Gynäkologin aus Hamburg-Bergedorf: Hormone machen Beckenboden weicher

„Durch die Muskelkraft, die dieses Netz aufbaut, können wir auch unsere Blase und unseren Darm steuern und empfinden Lust beim Geschlechtsverkehr“, erklärt sie weiter.

Normalerweise ist diese Hängematte in unserem Körper durch viele einzelne Fasern straff gespannt. In einer Schwangerschaft wird der Beckenboden durch Hormone und Wassereinlagerungen weicher, damit bei der Geburt der Kopf des Kindes hindurchpasst. Eine große Belastung für die werdende Mutter.

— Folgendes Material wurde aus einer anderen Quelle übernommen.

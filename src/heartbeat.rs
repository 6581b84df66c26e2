//! Periodic status push to remote collectors.
use std::io::{Read, Write};
use std::net::TcpStream;
use std::sync::{Arc, Condvar, Mutex};
use std::thread::{self, JoinHandle};
use std::time::Duration;

use serde_json::json;
use tracing::{debug, info, warn};

use crate::run::Engine;

/// Background worker pushing one status document per poll interval to
/// every configured collector. It sleeps on a condition variable with a
/// deadline so reload and shutdown interrupt the wait promptly.
pub struct Heartbeat {
    handle: JoinHandle<()>,
    gate: Arc<(Mutex<bool>, Condvar)>,
}

impl Heartbeat {
    /// Spawns the worker. The thread exits on shutdown, on reload, or when
    /// [`stop`](Self::stop) is called.
    pub fn spawn(engine: Arc<Engine>) -> Self {
        let gate = Arc::new((Mutex::new(false), Condvar::new()));
        let gate_worker = Arc::clone(&gate);
        let handle = thread::spawn(move || {
            info!("heartbeat started");
            let polltime = Duration::from_secs(engine.conf.polltime);
            let (lock, cvar) = &*gate_worker;
            let mut quit = lock.lock().unwrap_or_else(|e| e.into_inner());
            while !*quit && !engine.flags.stopped() && !engine.flags.doreload() {
                push(&engine);
                let (guard, _) = cvar
                    .wait_timeout(quit, polltime)
                    .unwrap_or_else(|e| e.into_inner());
                quit = guard;
            }
            info!("heartbeat stopped");
        });
        Self { handle, gate }
    }

    /// Wakes the worker and joins it.
    pub fn stop(self) {
        let (lock, cvar) = &*self.gate;
        if let Ok(mut quit) = lock.lock() {
            *quit = true;
        }
        cvar.notify_all();
        let _ = self.handle.join();
    }

    /// Interrupts the current sleep without shutting the worker down; the
    /// worker re-checks the engine flags and exits if reload or shutdown
    /// was requested.
    pub fn interrupt(&self) {
        let (_, cvar) = &*self.gate;
        cvar.notify_all();
    }
}

/// Sends the status document to every collector. Failures are logged and
/// the next interval retries.
fn push(engine: &Arc<Engine>) {
    if engine.conf.collectors.is_empty() {
        return;
    }
    let body = match status_document(engine) {
        Ok(body) => body,
        Err(e) => {
            warn!("heartbeat payload failed: {e}");
            return;
        }
    };
    for collector in &engine.conf.collectors {
        if let Err(e) = deliver(collector, &body) {
            warn!("heartbeat to {collector} failed: {e}");
        } else {
            debug!("heartbeat delivered to {collector}");
        }
    }
}

fn status_document(engine: &Arc<Engine>) -> Result<String, crate::error::VigilError> {
    let table = engine.services.lock()?;
    let services: Vec<serde_json::Value> = table
        .iter()
        .map(|s| {
            json!({
                "name": s.name,
                "type": s.kind.to_string(),
                "monitor": s.monitor,
                "pid": s.info.pid,
            })
        })
        .collect();
    let doc = json!({
        "id": engine.id,
        "host": engine.conf.hostname,
        "timestamp": crate::clock::gmt_stamp(chrono::Utc::now()),
        "uptime": engine.uptime_secs(),
        "uptime_human": crate::clock::uptime_string(engine.uptime_secs()),
        "cycle": engine.cycle(),
        "services": services,
    });
    Ok(doc.to_string())
}

fn deliver(collector: &str, body: &str) -> std::io::Result<()> {
    let mut stream = TcpStream::connect(collector)?;
    stream.set_read_timeout(Some(Duration::from_secs(5)))?;
    stream.set_write_timeout(Some(Duration::from_secs(5)))?;
    write!(
        stream,
        "POST /collector HTTP/1.0\r\n\
         Content-Type: application/json\r\n\
         Content-Length: {}\r\n\
         \r\n\
         {}",
        body.len(),
        body
    )?;
    stream.flush()?;
    // Drain whatever the collector answers; delivery is fire-and-forget.
    let mut sink = [0u8; 512];
    let _ = stream.read(&mut sink);
    Ok(())
}
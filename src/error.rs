//! Error handling for vigild.
use thiserror::Error;

/// Defines all possible errors that can occur in the monitoring engine.
#[derive(Debug, Error)]
pub enum VigilError {
    /// Error reading or accessing the control file.
    #[error("Failed to read control file: {0}")]
    ControlFileRead(#[from] std::io::Error),

    /// Error parsing the YAML control file.
    #[error("Invalid control file: {0}")]
    ControlFileParse(#[from] serde_yaml::Error),

    /// A service named in an action or rule does not exist.
    #[error("Service '{0}' -- doesn't exist")]
    UnknownService(String),

    /// A group named with `-g` does not exist in the control file.
    #[error("Group '{0}' -- doesn't exist")]
    UnknownGroup(String),

    /// Error when a dependency reference is undefined in the control file.
    #[error("Service '{service}' declares unknown dependency '{dependency}'")]
    UnknownDependency {
        /// The service with an invalid dependency reference.
        service: String,
        /// The missing dependency name.
        dependency: String,
    },

    /// Error when the dependency graph contains a cycle.
    #[error("Detected dependency cycle: {cycle}")]
    DependencyCycle {
        /// Human-readable cycle description (e.g. `a -> b -> a`).
        cycle: String,
    },

    /// A rule was attached to a service type it cannot be evaluated for.
    #[error("Service '{service}': rule '{rule}' is not applicable to type {kind}")]
    RuleNotApplicable {
        /// The offending service.
        service: String,
        /// Short rule name.
        rule: String,
        /// Service type name.
        kind: String,
    },

    /// An action verb on the command line was not recognised.
    #[error("Invalid action '{0}'  (-h will show valid arguments)")]
    InvalidAction(String),

    /// Error for poisoned mutex.
    #[error("Mutex is poisoned: {0}")]
    MutexPoison(String),

    /// Error for the persisted state file.
    #[error("State file error: {0}")]
    State(#[from] StateFileError),

    /// Error for the HTTP control channel.
    #[error("Control channel error: {0}")]
    Http(#[from] HttpClientError),

    /// Error raised by OS-level calls through nix.
    #[error(transparent)]
    Errno(#[from] nix::errno::Errno),
}

/// Implement the `From` trait to convert a `std::sync::PoisonError` into a `VigilError`.
impl<T> From<std::sync::PoisonError<T>> for VigilError {
    fn from(err: std::sync::PoisonError<T>) -> Self {
        VigilError::MutexPoison(err.to_string())
    }
}

/// Error type for the persisted state file.
#[derive(Debug, Error)]
pub enum StateFileError {
    /// Error reading or writing the state file.
    #[error("Failed to read state file: {0}")]
    Io(#[from] std::io::Error),

    /// Error parsing JSON contents of the state file.
    #[error("Failed to parse state file: {0}")]
    Parse(#[from] serde_json::Error),
}

/// Error type for the loopback HTTP control client.
#[derive(Debug, Error)]
pub enum HttpClientError {
    /// Could not reach the daemon's control socket.
    #[error("Cannot connect to the vigil daemon. Did you start it with http support?")]
    NotAvailable(#[source] std::io::Error),

    /// Socket I/O failed mid-request.
    #[error("Control socket I/O failed: {0}")]
    Io(#[from] std::io::Error),

    /// The status line of the response could not be parsed.
    #[error("Cannot parse status in response: {0}")]
    BadStatusLine(String),

    /// The daemon rejected the action.
    #[error("Action failed -- {0}")]
    Rejected(String),
}
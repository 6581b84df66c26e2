#![allow(dead_code)]

//! Shared helpers for integration tests.
use std::fs;
use std::path::{Path, PathBuf};
use std::sync::Arc;
use std::time::{Duration, Instant};

use vigild::config;
use vigild::run::Engine;
use vigild::service::ServiceTable;

/// Writes a control file with absolute runtime paths into `dir` and
/// returns its path.
pub fn write_config(dir: &Path, services_yaml: &str) -> PathBuf {
    let config_path = dir.join("vigil.yaml");
    let body = format!(
        r#"daemon:
  polltime: 1
pidfile: {dir}/vigil.pid
statefile: {dir}/vigil.state
idfile: {dir}/vigil.id
{services_yaml}
"#,
        dir = dir.display()
    );
    fs::write(&config_path, body).expect("write control file");
    config_path
}

/// Loads a control file and builds an engine around it.
pub fn engine_from(config_path: &Path) -> Arc<Engine> {
    let (conf, services) = config::load(config_path.to_str()).expect("load control file");
    Arc::new(Engine::new(
        conf,
        ServiceTable::new(services),
        "test-instance".to_string(),
    ))
}

/// Polls until `predicate` holds or the timeout elapses.
pub fn wait_until(timeout: Duration, predicate: impl Fn() -> bool) -> bool {
    let deadline = Instant::now() + timeout;
    while Instant::now() < deadline {
        if predicate() {
            return true;
        }
        std::thread::sleep(Duration::from_millis(25));
    }
    predicate()
}

/// Reads the newline-separated entries of a marker file, empty when the
/// file does not exist yet.
pub fn read_order(path: &Path) -> Vec<String> {
    fs::read_to_string(path)
        .unwrap_or_default()
        .lines()
        .map(str::to_string)
        .collect()
}
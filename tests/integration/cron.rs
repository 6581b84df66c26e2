use chrono::{Local, TimeZone};
use vigild::cron;

fn local(
    year: i32,
    month: u32,
    day: u32,
    hour: u32,
    minute: u32,
    second: u32,
) -> chrono::DateTime<Local> {
    Local
        .with_ymd_and_hms(year, month, day, hour, minute, second)
        .unwrap()
}

#[test]
fn exact_match_at_half_past_four() {
    let expr = "30 4 * * *";
    assert!(cron::matches(expr, &local(2025, 2, 3, 4, 30, 0)));
    assert!(cron::matches(expr, &local(2025, 2, 3, 4, 30, 59)));
    assert!(!cron::matches(expr, &local(2025, 2, 3, 4, 29, 59)));
    assert!(!cron::matches(expr, &local(2025, 2, 3, 5, 30, 0)));
}

#[test]
fn step_grammar_is_outside_the_accepted_language() {
    // 2025-02-03 09:10 is a Monday, so every plain field would match;
    // the */1 token must fail the whole expression.
    assert!(!cron::matches(
        "0-15,45 */1 * * 1-5",
        &local(2025, 2, 3, 9, 10, 0)
    ));
}

#[test]
fn mixed_lists_with_ranges_follow_the_grammar() {
    let expr = "1,3-5,7 * * * *";
    for minute in [1, 3, 4, 5, 7] {
        assert!(cron::matches(expr, &local(2025, 2, 3, 12, minute, 0)));
    }
    for minute in [0, 2, 6, 8] {
        assert!(!cron::matches(expr, &local(2025, 2, 3, 12, minute, 0)));
    }
}

#[test]
fn matcher_is_a_pure_function_of_expression_and_timestamp() {
    let expr = "0-15,45 9 3 2 1";
    let hit = local(2025, 2, 3, 9, 10, 0);
    let miss = local(2025, 2, 4, 9, 10, 0);
    for _ in 0..3 {
        assert!(cron::matches(expr, &hit));
        assert!(!cron::matches(expr, &miss));
    }
}

#[test]
fn weekday_window_gates_business_hours() {
    let expr = "* 8-17 * * 1-5";
    // Monday 09:00 inside the window.
    assert!(cron::matches(expr, &local(2025, 2, 3, 9, 0, 0)));
    // Saturday 09:00 outside the window.
    assert!(!cron::matches(expr, &local(2025, 2, 8, 9, 0, 0)));
    // Monday 18:00 outside the window.
    assert!(!cron::matches(expr, &local(2025, 2, 3, 18, 0, 0)));
}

Neu-Mamas bekommen Übungen gegen Inkontinenz mit auf den Weg

„Jede Frau muss in einer Schwangerschaft etwa 10 bis 15 Kilogramm zusätzliches Gewicht auf ihrem Beckenboden tragen, das die Organe nach unten drückt“, weiß die Gynäkologin. Mit diesem Druck geht einher, dass die Frau den Urin nicht mehr so gut halten kann und mit fortschreitender Schwangerschaft häufiger zur Toilette gehen muss. Für die Rückbildung braucht der Körper Zeit. Und das muss man unterstützen.

Noch in der Geburtsklinik bekommen Neu-Mamas Übungen für den Beckenboden mit auf den Weg. Im Alltag mit einem Neugeborenen finden viele allerdings nicht die Ruhe für das Rückbildungstraining. Doch auch wenn es später vielleicht nicht mehr ganz so effektiv ist wie am Anfang, es lohne sich immer, aktiv zu werden.

Inkontinenz: Yoga und Pilates helfen, den Beckenboden zu stärken

Das gilt auch für ältere Frauen, denn Probleme mit dem Wasserhalten, etwa bei herzhaftem Lachen oder Niesen, zeigen sich häufig auch in der Menopause: „Die Wechseljahre sind ein Knackpunkt, weil dann unsere weiblichen Hormone wegfallen“, sagt die Oberärztin. „Das Östrogen macht ganz viel für die Stabilität und Flexibilität des Beckenbodens.“

Mit Yoga und Pilates lässt sich der Beckenboden stärken. Im Internet sind diverse Videos mit Übungen zu finden, es gibt spezielle Beckenbodenkurse, die häufig auch die Krankenkassen anbieten.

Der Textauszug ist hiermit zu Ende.